● Supplied data
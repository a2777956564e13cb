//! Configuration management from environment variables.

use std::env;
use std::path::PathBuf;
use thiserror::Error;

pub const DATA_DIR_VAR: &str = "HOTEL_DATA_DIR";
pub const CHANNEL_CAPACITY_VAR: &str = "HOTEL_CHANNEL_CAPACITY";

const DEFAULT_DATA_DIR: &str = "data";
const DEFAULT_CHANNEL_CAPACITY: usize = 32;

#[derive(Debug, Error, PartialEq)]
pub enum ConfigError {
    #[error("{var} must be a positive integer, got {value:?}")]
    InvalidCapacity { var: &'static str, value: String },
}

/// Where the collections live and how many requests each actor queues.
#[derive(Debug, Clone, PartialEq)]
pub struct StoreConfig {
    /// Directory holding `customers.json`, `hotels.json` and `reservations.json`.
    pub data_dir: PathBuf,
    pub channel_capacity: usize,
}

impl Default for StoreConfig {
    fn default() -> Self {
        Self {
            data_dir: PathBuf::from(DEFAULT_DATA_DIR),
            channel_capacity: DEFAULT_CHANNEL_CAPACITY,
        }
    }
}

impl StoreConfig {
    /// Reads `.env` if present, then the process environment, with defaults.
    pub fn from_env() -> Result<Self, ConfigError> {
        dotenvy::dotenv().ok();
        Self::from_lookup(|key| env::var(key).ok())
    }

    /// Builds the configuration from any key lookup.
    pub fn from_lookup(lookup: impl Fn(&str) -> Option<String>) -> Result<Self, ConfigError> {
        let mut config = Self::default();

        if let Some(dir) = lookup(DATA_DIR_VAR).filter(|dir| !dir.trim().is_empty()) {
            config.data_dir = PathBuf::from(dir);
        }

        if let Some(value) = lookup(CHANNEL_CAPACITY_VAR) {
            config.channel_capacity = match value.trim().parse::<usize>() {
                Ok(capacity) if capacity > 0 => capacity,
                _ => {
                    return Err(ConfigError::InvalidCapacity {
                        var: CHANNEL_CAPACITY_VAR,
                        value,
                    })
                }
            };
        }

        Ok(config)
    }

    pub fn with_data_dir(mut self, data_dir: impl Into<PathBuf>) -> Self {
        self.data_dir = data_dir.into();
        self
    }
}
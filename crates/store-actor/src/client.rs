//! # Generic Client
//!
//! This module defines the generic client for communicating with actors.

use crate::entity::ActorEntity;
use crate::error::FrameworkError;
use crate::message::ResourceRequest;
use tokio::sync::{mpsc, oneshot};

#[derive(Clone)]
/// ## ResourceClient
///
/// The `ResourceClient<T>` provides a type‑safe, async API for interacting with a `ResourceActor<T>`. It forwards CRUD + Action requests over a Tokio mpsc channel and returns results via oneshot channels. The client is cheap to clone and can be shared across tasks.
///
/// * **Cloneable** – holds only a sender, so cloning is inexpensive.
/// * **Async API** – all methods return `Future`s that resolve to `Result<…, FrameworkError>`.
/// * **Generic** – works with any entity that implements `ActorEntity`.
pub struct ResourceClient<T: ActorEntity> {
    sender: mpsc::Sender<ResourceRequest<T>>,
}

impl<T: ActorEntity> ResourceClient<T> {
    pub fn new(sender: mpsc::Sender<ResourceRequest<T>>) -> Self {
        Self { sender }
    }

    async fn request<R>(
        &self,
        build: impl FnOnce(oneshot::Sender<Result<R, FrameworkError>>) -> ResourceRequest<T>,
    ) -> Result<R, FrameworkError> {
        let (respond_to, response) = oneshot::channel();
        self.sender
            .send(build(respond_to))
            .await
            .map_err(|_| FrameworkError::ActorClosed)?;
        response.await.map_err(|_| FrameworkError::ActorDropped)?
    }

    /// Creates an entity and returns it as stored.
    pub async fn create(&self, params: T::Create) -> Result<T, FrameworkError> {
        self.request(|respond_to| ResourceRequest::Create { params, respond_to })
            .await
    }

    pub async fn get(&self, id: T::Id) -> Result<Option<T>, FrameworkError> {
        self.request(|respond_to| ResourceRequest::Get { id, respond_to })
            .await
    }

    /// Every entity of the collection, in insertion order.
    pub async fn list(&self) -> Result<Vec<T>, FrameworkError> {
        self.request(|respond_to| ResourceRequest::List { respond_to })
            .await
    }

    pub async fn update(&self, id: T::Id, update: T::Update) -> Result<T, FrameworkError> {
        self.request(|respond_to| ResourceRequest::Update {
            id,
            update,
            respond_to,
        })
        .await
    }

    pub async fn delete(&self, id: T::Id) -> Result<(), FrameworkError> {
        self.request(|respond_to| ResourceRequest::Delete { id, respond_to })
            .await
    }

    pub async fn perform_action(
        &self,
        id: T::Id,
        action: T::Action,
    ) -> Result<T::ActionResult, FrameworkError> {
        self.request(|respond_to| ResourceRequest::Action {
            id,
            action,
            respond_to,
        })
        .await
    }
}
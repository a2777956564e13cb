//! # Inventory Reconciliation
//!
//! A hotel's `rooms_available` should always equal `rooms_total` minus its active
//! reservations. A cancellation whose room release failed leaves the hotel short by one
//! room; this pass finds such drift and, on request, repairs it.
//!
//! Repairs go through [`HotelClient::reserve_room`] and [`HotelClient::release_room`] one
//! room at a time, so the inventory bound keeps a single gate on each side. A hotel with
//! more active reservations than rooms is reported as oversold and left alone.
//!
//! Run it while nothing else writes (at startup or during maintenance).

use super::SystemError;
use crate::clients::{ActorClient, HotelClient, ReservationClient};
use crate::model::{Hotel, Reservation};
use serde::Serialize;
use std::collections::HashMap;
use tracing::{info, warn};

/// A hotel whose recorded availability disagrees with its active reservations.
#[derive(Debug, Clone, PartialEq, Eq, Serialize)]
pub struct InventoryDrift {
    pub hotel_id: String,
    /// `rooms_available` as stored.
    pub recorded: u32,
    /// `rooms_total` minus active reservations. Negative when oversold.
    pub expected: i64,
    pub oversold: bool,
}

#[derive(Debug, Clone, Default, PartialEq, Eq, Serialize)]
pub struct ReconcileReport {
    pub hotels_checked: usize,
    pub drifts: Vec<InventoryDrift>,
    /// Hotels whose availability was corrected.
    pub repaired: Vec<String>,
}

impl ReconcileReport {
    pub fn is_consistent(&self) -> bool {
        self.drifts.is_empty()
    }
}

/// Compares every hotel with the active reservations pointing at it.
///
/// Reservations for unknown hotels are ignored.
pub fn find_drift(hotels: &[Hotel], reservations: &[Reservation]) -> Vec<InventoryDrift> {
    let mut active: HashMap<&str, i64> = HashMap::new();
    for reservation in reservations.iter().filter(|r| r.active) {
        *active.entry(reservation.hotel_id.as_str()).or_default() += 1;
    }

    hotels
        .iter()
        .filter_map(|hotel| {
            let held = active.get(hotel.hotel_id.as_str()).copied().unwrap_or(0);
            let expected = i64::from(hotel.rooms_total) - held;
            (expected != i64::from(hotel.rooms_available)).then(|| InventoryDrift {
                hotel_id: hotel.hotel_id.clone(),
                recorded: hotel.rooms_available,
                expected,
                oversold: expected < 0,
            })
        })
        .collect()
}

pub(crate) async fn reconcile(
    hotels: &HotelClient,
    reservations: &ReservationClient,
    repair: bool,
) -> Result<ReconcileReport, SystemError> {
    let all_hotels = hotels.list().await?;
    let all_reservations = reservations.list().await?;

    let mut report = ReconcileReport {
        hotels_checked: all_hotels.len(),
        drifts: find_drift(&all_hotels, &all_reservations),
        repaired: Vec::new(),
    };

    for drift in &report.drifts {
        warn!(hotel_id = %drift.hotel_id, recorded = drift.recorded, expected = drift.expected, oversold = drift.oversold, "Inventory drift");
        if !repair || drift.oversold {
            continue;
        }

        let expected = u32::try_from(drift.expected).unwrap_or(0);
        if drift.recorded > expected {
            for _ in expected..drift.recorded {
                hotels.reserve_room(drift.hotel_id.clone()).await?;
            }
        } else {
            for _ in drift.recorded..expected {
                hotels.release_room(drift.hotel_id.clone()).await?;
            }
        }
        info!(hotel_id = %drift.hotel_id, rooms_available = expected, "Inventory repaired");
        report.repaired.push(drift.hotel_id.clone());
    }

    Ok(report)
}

● The task
Once you find the line with "pub struct ReconcileReport" above, print it and every line after it up to and including the line with "let expected = i64::from(hotel.rooms_total)", exactly as written and nothing else.

● Response below
pub struct ReconcileReport {
    pub hotels_checked: usize,
    pub drifts: Vec<InventoryDrift>,
    /// Hotels whose availability was corrected.
    pub repaired: Vec<String>,
}

impl ReconcileReport {
    pub fn is_consistent(&self) -> bool {
        self.drifts.is_empty()
    }
}

/// Compares every hotel with the active reservations pointing at it.
///
/// Reservations for unknown hotels are ignored.
pub fn find_drift(hotels: &[Hotel], reservations: &[Reservation]) -> Vec<InventoryDrift> {
    let mut active: HashMap<&str, i64> = HashMap::new();
    for reservation in reservations.iter().filter(|r| r.active) {
        *active.entry(reservation.hotel_id.as_str()).or_default() += 1;
    }

    hotels
        .iter()
        .filter_map(|hotel| {
            let held = active.get(hotel.hotel_id.as_str()).copied().unwrap_or(0);
            let expected = i64::from(hotel.rooms_total) - held;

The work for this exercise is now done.